§ Exercise instructions:
Only the lines below, from the one with "mod traplines;" through the one with "pub use self::simplify_lines::SimplifyLines;", are to be written out, exactly.

(Data to use begins)

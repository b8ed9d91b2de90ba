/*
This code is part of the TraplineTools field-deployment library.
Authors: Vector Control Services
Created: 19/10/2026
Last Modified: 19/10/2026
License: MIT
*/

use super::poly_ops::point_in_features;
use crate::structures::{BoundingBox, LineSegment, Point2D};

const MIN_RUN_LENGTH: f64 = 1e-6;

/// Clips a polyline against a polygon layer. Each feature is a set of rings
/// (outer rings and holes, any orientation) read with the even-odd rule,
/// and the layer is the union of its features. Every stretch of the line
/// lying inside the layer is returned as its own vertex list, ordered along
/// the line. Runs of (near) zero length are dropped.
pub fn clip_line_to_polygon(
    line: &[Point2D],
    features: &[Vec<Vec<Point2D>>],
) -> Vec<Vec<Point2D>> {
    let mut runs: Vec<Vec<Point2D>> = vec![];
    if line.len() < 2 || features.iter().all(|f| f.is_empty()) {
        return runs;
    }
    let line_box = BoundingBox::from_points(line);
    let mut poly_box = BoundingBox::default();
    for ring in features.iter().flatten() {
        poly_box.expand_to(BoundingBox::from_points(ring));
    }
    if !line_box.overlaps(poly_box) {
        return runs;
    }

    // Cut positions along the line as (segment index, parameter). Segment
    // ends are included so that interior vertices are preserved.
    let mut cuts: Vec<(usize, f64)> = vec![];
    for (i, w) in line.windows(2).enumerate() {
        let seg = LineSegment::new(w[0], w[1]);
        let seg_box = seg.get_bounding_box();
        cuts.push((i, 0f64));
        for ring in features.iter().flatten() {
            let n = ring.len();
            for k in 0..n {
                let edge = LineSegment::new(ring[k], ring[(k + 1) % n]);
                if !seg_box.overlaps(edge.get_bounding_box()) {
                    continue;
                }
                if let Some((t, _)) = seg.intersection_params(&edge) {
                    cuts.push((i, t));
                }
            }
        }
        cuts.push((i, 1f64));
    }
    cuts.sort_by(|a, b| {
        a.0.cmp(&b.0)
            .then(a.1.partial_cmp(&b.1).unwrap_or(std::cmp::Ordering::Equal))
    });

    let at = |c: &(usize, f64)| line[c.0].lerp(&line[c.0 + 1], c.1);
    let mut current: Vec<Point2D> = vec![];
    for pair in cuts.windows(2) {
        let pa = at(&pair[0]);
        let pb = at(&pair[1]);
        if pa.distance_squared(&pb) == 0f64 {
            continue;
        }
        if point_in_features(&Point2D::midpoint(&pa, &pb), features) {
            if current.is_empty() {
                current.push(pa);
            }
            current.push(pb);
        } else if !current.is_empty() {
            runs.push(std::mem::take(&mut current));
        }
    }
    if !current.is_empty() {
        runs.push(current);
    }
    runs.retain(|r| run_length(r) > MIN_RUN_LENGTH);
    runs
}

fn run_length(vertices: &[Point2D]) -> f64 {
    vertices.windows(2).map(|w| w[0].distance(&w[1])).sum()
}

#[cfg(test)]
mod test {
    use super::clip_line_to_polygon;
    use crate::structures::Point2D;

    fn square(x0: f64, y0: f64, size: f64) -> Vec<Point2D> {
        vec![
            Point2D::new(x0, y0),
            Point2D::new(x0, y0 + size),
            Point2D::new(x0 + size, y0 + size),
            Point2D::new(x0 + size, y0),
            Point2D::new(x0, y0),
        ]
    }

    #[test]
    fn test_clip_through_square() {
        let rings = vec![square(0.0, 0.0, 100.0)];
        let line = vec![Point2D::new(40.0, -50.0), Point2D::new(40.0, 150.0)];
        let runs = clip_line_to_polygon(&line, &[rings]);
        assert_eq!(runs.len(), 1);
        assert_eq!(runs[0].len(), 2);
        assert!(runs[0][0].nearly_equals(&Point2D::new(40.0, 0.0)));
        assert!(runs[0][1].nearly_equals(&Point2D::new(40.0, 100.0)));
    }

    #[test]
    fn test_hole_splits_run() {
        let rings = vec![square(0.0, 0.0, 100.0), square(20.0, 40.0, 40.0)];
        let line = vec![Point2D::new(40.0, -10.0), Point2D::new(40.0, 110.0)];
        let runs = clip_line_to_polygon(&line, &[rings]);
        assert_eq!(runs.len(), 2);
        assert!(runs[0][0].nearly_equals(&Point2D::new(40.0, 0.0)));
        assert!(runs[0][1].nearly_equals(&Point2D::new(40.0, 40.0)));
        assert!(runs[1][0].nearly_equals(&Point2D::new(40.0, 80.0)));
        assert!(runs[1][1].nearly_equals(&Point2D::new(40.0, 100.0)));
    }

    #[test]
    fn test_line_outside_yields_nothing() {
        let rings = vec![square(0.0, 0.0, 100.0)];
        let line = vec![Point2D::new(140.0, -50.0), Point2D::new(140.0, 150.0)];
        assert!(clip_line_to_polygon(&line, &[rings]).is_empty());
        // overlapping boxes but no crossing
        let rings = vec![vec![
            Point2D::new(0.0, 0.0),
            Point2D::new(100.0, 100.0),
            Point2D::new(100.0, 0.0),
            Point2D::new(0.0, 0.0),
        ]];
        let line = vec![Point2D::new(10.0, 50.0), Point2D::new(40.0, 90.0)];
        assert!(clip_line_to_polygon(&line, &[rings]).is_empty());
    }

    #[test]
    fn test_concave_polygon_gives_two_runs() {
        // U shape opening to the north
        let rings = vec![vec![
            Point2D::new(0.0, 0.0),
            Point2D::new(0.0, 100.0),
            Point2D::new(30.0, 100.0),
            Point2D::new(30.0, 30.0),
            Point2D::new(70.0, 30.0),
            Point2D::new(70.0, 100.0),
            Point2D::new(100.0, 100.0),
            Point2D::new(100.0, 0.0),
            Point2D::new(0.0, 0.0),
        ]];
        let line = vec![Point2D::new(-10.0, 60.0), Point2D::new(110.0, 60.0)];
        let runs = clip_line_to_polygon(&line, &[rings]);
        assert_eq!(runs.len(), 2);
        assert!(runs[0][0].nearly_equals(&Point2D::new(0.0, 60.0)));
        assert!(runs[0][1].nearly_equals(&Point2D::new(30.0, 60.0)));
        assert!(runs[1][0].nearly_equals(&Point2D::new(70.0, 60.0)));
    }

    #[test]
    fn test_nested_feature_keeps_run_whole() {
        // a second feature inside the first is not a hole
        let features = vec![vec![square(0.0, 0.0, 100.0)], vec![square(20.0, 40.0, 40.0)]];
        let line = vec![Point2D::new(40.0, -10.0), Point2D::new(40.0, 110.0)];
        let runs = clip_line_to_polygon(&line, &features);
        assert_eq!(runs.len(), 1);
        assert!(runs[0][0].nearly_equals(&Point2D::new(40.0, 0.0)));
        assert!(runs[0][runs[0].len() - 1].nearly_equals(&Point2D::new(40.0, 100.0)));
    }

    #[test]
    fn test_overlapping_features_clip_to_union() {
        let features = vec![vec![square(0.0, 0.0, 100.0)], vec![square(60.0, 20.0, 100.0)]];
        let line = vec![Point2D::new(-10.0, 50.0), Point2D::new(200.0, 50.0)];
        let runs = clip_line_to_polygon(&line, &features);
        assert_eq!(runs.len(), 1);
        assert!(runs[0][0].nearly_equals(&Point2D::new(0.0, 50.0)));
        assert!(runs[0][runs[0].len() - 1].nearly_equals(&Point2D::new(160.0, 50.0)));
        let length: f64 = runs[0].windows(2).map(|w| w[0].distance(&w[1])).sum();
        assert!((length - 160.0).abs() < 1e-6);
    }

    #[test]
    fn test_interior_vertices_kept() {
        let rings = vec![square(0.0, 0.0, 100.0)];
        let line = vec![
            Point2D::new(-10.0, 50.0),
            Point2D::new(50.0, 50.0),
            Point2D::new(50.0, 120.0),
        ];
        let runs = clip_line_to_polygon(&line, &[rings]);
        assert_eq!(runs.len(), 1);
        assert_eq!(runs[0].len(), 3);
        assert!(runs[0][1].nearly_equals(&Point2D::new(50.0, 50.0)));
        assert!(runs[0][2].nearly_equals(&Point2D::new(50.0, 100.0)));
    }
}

(Data to use ends)
(Data to use begins)

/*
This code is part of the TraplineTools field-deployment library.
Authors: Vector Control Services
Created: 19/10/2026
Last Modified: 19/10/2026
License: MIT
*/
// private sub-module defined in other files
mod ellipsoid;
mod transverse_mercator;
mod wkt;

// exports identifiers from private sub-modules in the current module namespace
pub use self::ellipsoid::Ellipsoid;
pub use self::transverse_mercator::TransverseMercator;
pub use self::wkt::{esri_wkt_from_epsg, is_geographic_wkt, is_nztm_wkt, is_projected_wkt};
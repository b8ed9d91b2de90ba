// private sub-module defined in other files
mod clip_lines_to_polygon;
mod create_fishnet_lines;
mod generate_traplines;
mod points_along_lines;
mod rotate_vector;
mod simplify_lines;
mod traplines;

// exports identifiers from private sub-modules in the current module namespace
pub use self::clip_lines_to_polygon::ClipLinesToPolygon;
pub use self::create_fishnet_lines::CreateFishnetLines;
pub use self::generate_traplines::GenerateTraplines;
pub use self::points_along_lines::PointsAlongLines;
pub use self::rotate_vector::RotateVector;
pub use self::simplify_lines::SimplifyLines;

(Data to use ends)

§ Written reply:
mod traplines;

// exports identifiers from private sub-modules in the current module namespace
pub use self::clip_lines_to_polygon::ClipLinesToPolygon;
pub use self::create_fishnet_lines::CreateFishnetLines;
pub use self::generate_traplines::GenerateTraplines;
pub use self::points_along_lines::PointsAlongLines;
pub use self::rotate_vector::RotateVector;
pub use self::simplify_lines::SimplifyLines;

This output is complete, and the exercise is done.